§ **Data listing**:
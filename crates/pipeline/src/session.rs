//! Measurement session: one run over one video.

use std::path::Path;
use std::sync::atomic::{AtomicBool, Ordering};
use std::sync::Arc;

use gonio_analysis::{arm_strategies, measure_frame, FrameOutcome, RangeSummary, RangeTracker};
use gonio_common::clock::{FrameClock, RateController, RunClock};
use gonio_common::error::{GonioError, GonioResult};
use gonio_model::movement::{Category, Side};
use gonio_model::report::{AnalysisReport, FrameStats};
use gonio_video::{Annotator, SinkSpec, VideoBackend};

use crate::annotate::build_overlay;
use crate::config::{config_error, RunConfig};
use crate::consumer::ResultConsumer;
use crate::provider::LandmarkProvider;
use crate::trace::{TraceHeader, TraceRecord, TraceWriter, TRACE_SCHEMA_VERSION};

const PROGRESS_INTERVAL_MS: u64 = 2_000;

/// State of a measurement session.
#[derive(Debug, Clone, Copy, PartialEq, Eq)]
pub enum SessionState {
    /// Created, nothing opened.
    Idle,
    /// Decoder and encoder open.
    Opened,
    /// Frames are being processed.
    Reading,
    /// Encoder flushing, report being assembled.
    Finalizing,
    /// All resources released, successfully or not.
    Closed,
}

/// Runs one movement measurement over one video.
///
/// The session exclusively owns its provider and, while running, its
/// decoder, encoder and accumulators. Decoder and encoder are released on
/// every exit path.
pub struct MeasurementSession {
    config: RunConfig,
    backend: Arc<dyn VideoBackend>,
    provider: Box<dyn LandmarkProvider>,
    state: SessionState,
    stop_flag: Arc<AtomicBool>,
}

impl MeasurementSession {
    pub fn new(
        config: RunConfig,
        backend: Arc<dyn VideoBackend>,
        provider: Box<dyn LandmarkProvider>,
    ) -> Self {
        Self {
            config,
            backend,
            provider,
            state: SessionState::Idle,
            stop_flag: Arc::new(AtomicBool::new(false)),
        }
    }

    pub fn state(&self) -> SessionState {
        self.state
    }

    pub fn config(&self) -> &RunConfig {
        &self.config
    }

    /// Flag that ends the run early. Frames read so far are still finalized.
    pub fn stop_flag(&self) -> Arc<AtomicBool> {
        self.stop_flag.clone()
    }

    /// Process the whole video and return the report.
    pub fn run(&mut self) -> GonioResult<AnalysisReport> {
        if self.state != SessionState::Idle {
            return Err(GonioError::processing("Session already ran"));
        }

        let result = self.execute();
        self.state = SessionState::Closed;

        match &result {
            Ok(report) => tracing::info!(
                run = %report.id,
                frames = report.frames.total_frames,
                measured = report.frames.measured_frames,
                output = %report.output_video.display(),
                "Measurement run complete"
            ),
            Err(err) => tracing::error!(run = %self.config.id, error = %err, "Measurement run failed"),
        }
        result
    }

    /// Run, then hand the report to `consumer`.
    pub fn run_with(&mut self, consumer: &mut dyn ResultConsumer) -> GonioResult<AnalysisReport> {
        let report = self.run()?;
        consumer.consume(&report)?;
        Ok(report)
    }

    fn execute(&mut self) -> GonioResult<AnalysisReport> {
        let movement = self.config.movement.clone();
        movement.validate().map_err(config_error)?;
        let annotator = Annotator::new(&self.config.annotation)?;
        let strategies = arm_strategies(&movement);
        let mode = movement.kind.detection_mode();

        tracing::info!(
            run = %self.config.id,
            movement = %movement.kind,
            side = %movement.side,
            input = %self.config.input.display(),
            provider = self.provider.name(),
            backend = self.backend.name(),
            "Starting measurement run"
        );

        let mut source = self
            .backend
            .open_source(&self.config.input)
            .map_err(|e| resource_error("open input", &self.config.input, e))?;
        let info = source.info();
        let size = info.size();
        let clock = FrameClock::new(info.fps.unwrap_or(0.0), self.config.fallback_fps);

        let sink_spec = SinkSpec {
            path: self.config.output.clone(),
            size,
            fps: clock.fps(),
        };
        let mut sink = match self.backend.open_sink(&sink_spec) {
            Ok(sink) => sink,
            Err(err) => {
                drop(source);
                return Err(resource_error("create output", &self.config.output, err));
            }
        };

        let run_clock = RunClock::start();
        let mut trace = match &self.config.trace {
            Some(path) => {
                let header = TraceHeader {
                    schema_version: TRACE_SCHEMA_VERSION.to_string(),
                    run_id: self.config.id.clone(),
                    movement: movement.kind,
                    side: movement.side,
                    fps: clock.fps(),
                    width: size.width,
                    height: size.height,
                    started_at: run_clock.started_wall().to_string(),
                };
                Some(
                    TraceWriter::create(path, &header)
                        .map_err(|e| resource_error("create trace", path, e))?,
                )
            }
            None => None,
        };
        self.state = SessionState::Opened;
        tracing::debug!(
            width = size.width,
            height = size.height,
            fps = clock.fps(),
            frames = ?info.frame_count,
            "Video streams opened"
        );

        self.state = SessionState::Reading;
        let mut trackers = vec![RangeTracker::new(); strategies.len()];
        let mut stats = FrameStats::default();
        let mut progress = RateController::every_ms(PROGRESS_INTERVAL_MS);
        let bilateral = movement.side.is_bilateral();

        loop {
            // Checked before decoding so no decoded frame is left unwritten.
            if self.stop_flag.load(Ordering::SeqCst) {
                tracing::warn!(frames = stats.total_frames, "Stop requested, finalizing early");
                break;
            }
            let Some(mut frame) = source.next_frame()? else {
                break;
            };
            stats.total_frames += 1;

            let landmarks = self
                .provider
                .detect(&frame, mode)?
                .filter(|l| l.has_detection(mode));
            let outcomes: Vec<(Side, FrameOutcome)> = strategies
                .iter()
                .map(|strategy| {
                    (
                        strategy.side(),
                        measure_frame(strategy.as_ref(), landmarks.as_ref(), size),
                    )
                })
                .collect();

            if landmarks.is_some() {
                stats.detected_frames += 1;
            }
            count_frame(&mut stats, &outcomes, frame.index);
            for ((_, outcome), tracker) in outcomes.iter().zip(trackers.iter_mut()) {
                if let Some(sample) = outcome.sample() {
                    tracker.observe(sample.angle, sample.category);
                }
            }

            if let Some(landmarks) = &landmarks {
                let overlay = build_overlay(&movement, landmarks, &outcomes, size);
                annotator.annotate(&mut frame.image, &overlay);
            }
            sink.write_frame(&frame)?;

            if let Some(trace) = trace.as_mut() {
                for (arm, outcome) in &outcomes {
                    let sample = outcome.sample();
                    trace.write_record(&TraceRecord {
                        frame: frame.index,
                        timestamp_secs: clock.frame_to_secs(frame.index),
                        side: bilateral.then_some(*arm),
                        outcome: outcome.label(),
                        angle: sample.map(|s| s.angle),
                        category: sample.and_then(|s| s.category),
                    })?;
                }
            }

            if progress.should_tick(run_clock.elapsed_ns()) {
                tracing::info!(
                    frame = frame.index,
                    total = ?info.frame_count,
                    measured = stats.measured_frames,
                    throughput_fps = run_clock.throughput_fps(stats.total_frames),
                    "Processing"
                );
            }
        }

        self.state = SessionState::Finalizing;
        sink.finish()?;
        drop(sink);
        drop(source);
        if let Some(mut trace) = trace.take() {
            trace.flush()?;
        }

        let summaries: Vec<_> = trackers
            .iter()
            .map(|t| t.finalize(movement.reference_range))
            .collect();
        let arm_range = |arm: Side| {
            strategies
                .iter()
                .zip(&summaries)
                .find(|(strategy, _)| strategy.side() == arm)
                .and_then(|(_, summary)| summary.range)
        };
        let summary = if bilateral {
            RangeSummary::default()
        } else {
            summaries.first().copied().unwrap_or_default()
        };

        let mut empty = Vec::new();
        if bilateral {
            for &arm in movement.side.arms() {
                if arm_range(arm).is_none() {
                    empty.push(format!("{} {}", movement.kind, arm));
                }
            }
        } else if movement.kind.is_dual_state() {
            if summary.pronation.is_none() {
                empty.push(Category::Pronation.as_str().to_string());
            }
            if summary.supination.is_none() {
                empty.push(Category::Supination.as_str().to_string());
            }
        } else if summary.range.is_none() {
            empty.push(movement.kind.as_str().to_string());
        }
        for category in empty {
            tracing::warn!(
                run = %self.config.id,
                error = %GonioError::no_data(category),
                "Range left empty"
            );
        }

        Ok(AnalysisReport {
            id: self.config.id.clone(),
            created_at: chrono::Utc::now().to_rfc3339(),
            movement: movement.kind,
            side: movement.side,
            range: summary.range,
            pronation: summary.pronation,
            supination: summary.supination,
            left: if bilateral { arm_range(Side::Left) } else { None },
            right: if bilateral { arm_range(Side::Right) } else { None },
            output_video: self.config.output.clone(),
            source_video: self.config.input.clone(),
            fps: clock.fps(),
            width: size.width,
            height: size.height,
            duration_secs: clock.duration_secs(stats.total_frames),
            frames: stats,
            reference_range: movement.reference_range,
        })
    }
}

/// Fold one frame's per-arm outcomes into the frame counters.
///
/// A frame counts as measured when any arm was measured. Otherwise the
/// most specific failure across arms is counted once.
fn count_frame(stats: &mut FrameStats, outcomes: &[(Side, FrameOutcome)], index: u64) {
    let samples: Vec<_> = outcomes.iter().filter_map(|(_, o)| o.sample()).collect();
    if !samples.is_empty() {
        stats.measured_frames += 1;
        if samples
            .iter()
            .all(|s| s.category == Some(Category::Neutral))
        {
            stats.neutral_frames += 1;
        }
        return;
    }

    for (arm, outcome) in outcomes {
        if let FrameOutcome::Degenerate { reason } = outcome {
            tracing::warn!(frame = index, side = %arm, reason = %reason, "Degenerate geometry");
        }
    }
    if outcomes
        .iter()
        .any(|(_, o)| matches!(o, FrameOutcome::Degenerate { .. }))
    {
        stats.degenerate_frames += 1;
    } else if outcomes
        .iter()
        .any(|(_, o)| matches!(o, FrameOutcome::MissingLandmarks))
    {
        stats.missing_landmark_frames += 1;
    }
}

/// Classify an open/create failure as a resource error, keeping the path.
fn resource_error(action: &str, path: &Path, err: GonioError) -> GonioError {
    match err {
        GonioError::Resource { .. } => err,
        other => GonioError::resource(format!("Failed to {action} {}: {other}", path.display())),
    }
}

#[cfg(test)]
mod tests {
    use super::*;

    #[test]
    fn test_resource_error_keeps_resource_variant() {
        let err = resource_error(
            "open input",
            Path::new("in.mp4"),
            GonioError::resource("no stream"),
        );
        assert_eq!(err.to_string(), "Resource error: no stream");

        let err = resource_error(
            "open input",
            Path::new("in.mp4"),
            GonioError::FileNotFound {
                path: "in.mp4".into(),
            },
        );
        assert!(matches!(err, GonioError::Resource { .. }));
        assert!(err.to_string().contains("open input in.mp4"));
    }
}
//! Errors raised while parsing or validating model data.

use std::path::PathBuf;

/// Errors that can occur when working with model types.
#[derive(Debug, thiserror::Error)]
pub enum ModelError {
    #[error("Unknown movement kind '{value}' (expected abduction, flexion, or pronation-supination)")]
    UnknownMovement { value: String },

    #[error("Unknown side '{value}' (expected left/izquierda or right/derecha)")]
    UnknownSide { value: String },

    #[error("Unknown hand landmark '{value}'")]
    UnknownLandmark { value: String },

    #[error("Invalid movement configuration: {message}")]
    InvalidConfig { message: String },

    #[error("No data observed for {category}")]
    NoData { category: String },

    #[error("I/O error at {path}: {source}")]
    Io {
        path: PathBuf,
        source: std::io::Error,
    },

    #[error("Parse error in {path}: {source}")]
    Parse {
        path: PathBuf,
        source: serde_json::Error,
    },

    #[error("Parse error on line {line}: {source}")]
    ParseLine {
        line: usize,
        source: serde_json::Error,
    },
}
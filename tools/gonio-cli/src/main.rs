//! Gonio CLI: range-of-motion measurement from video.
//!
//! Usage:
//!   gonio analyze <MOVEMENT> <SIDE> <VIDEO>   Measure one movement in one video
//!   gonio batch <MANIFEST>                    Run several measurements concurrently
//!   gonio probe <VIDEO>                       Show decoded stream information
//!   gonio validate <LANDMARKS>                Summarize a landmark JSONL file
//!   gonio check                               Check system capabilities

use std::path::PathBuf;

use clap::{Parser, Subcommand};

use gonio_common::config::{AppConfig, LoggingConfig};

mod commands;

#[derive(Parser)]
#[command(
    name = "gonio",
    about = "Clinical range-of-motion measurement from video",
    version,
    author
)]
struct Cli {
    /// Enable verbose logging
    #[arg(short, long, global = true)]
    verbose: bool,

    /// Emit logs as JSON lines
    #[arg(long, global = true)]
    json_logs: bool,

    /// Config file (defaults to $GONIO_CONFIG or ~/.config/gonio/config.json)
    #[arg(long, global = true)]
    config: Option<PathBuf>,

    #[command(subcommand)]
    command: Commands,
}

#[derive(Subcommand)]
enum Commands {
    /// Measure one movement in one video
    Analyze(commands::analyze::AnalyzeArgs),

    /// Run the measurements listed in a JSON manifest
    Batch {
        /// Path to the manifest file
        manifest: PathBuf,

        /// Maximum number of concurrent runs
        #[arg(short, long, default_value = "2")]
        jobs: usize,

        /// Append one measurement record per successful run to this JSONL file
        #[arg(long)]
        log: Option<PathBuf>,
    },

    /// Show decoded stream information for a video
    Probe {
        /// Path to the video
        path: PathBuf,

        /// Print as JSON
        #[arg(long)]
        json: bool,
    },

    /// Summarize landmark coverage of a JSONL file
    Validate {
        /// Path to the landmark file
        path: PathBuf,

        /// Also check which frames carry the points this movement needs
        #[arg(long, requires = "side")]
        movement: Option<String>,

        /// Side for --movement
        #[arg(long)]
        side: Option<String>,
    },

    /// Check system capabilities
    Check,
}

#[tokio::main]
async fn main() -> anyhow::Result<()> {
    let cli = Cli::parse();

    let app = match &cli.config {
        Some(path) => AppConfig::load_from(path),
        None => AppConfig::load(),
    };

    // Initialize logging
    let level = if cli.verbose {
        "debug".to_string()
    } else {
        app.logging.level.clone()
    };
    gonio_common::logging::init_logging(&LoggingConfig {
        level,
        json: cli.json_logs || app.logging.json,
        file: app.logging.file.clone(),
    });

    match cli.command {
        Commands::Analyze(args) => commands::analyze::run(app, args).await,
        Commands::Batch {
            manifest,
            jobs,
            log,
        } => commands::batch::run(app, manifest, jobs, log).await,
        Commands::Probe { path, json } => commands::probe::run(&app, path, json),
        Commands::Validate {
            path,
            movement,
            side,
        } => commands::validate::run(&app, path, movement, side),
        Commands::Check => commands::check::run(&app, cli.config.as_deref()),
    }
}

§ **Your objective**:
For every line above that includes the string "bilateral", copy the line.

§ **Your solution**:
        let bilateral = movement.side.is_bilateral();
                        side: bilateral.then_some(*arm),
        let summary = if bilateral {
        if bilateral {
            left: if bilateral { arm_range(Side::Left) } else { None },
            right: if bilateral { arm_range(Side::Right) } else { None },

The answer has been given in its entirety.